Assalamualaikum wrwb.
    Alhamdulillah segala puji hanya milik-Nya. Kita sebagai hamba-Nya pasti tidak mampu menghitungnya (وان تعدوا نعمة الله لا تحصوها) (QS. An-Nahl: 18). Ternyata, menurut Allah,  tidak banyak hamba-hamba-Nya yang mau mensyukuri nikmat-Nya (وقليل من عبادي الشكور) (QS. Saba: 13).
     Shalawat dan salam mari terus kita senandungkan pada Baginda Rasulullah saw, keluarga, dan sahabat. Semoga syafaat beliau akan meringankan dan memberi perlindungan kepada kita, di saat tidak ada lagi perlindungan selain perlindungan Allah.
     Saudaraku, apakah sesungguhnya kebahagiaan itu?

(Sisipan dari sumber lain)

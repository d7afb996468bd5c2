/*
 * Copyright © 2025, United States Government, as represented by the Administrator of
 * the National Aeronautics and Space Administration. All rights reserved.
 *
 * The “ODIN” software is licensed under the Apache License, Version 2.0 (the "License");
 * you may not use this file except in compliance with the License. You may obtain a copy
 * of the License at http://www.apache.org/licenses/LICENSE-2.0.
 *
 * Unless required by applicable law or agreed to in writing, software distributed under
 * the License is distributed on an "AS IS" BASIS, WITHOUT WARRANTIES OR CONDITIONS OF ANY KIND,
 * either express or implied. See the License for the specific language governing permissions
 * and limitations under the License.
 */
#![allow(unused)]

//! caller side resource management: bounded concurrent execution of detection jobs and the
//! address geocoding cache

pub mod errors;
pub use errors::{OvmJobError,Result};

pub mod dispatcher;
pub use dispatcher::{JobConfig,JobDispatcher,JobHandle,JobId,JobStatus};

pub mod geocode;
pub use geocode::{GeocodeCache,GeocodeCacheConfig,Geocoder};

Apakah saat ini, hari ini, Anda bahagia? Apakah Anda mampu merasakan kebahagiaan yang sejati? Ataukah pura-pura bahagia? Tentu jawabannya ada pada pada diri Anda sendiri, tetapi supaya kita faham mari kita coba muthalaah bersama.

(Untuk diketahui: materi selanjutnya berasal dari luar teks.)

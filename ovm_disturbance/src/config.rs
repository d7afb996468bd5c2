/*
 * Copyright © 2025, United States Government, as represented by the Administrator of
 * the National Aeronautics and Space Administration. All rights reserved.
 *
 * The “ODIN” software is licensed under the Apache License, Version 2.0 (the "License");
 * you may not use this file except in compliance with the License. You may obtain a copy
 * of the License at http://www.apache.org/licenses/LICENSE-2.0.
 *
 * Unless required by applicable law or agreed to in writing, software distributed under
 * the License is distributed on an "AS IS" BASIS, WITHOUT WARRANTIES OR CONDITIONS OF ANY KIND,
 * either express or implied. See the License for the specific language governing permissions
 * and limitations under the License.
 */
#![allow(unused)]

use std::time::Duration;
use serde::{Deserialize,Serialize};
use ovm_common::datetime::{days,deserialize_duration,serialize_duration};

/// what to do with windows that are still open when the snapshot stream ends
#[derive(Serialize,Deserialize,Debug,Clone,Copy,PartialEq,Eq,Default)]
pub enum EndOfScanPolicy {
    /// emit if the occurrence threshold is reached, regardless of window duration
    #[default]
    Emit,

    /// emit only if the occurrence threshold is reached and `end - begin` exceeds the timeframe
    RequireDuration
}

/// bounds for caller supplied detection queries
#[derive(Serialize,Deserialize,Debug,Clone,PartialEq)]
#[serde(default)]
pub struct QueryLimits {
    pub max_radius_meters: u32,
    pub max_altitude_meters: u32,
    pub max_occurrences: u32,
    pub max_timeframe_minutes: u32,

    #[serde(deserialize_with = "deserialize_duration", serialize_with = "serialize_duration")]
    pub max_scan_range: Duration,

    pub max_queries: usize,
}

impl Default for QueryLimits {
    fn default ()->Self {
        QueryLimits {
            max_radius_meters: 50_000,
            max_altitude_meters: 15_000,
            max_occurrences: 1000,
            max_timeframe_minutes: 1440,
            max_scan_range: days(31),
            max_queries: 1000,
        }
    }
}

#[derive(Serialize,Deserialize,Debug,Clone,PartialEq)]
#[serde(default)]
pub struct DisturbanceConfig {
    /// callsigns (e.g. ambulance helicopters) that never count as disturbance
    pub ignore_callsigns: Vec<String>,

    pub end_of_scan: EndOfScanPolicy,
    pub limits: QueryLimits,

    /// max number of snapshots the report trajectories extend before and after the first sighting
    pub trajectory_lookback: usize,
    pub trajectory_lookahead: usize,

    /// added to the query radius for report viewports
    pub bbox_padding_meters: f64,
}

impl Default for DisturbanceConfig {
    fn default ()->Self {
        DisturbanceConfig {
            ignore_callsigns: vec![ "LIFELN1".to_string() ],
            end_of_scan: EndOfScanPolicy::default(),
            limits: QueryLimits::default(),
            trajectory_lookback: 15,
            trajectory_lookahead: 15,
            bbox_padding_meters: 1000.0,
        }
    }
}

     Ada yang memahami kebahagiaan sebagai veritas est adaequatio rei et intelectus. Ini sebenarnya berbicara tentang kebenaran (truth) menurut Thomas Aquinas). Ada yang meredaksikan dengan veritas est adaequatio intellectus et rei,  artinya kebenaran adalah bersesuaiannya akal dan kenyataan. Kemudian ada menyederhanakan, bahwa kebahagiaan adalah bersesuaiannya antara yang dipikirkan akal dan realitas.
     Jika Anda hari ini merasakan apa yang diangankan terwujud dalam kenyataan, dan itu benar, maka Anda bisa merasakan kebahagiaan. Jika dianalogikan dengan definisi iman, Syeikh Abu Al-Hasan Al-Asy’ary mendefinisikan dengan “pembenaran dalam hati, diikrarkan lisan, dan dibuktikan dengan anggota badan (الايمان تصديق بالقلب واقرار باللسان وعمل بالاركان ). Apakah kemudian orang yang beriman secara benar ia akan mendapatkan kebahagiaan? Jawabannya bisa ya bisa tidak. Tetapi secara normatif, orang yang beriman dijamin ia pasti bahagia.

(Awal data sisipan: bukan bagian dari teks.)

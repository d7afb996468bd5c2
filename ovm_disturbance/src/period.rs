/*
 * Copyright © 2025, United States Government, as represented by the Administrator of
 * the National Aeronautics and Space Administration. All rights reserved.
 *
 * The “ODIN” software is licensed under the Apache License, Version 2.0 (the "License");
 * you may not use this file except in compliance with the License. You may obtain a copy
 * of the License at http://www.apache.org/licenses/LICENSE-2.0.
 *
 * Unless required by applicable law or agreed to in writing, software distributed under
 * the License is distributed on an "AS IS" BASIS, WITHOUT WARRANTIES OR CONDITIONS OF ANY KIND,
 * either express or implied. See the License for the specific language governing permissions
 * and limitations under the License.
 */
#![allow(unused)]

use std::{collections::BTreeMap, fmt};
use chrono::{DateTime,Utc};
use serde::{Deserialize,Serialize};
use ovm_common::datetime::{TimeKey,elapsed_minutes};

use crate::query::DetectionQuery;

/// first sighting of an aircraft within a disturbance period
#[derive(Serialize,Deserialize,Debug,Clone,PartialEq)]
#[serde(rename_all = "camelCase")]
pub struct CallsignInfo {
    pub callsign: String,

    #[serde(default, skip_serializing_if = "ovm_common::is_none")]
    pub icao24: Option<String>,

    pub first_seen: TimeKey,
    pub altitude: f64,
}

/// a finalized incident that satisfied the occurrence threshold of its query
#[derive(Serialize,Deserialize,Debug,Clone,PartialEq)]
#[serde(rename_all = "camelCase")]
pub struct DisturbancePeriod {
    pub query: DetectionQuery,
    pub begin: TimeKey,
    pub end: TimeKey,

    /// number of distinct callsigns
    pub hit_count: u32,

    /// over all qualifying readings, not over aircraft
    pub average_altitude: f64,

    /// normalized callsign -> timestamp of first qualifying reading
    pub callsigns: BTreeMap<String,TimeKey>,

    /// per aircraft details in order of appearance
    pub flights: Vec<CallsignInfo>,
}

impl DisturbancePeriod {
    pub fn duration_minutes (&self)->f64 {
        match (self.begin.to_datetime(), self.end.to_datetime()) {
            (Ok(b), Ok(e)) => elapsed_minutes( &e, &b),
            _ => 0.0
        }
    }

    pub fn contains_callsign (&self, normalized: &str)->bool { self.callsigns.contains_key( normalized) }
}

impl fmt::Display for DisturbancePeriod {
    fn fmt (&self, f: &mut fmt::Formatter<'_>)->fmt::Result {
        write!( f, "{}: {}..{} ({:.1} min), {} flights, avg alt {:.0}m",
                self.query.id, self.begin, self.end, self.duration_minutes(), self.hit_count, self.average_altitude)
    }
}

     Banyak ulama menegaskan bahwa iman dan islam (bagi yang Muslim) adalah kenikmatan yang tak terhingga. Tidak bisa dibandingkan dengan apapun, apalagi hanya materi duniawi, yang sering menjebak si penerima mati gaya, mati langkah, karena diperbudak oleh harta yang diburunya itu. Kadang hidup di balik jeruji besi, menjadi taruhannya, guna menjalani sisa hidup di dunia fana yang sering menipunya.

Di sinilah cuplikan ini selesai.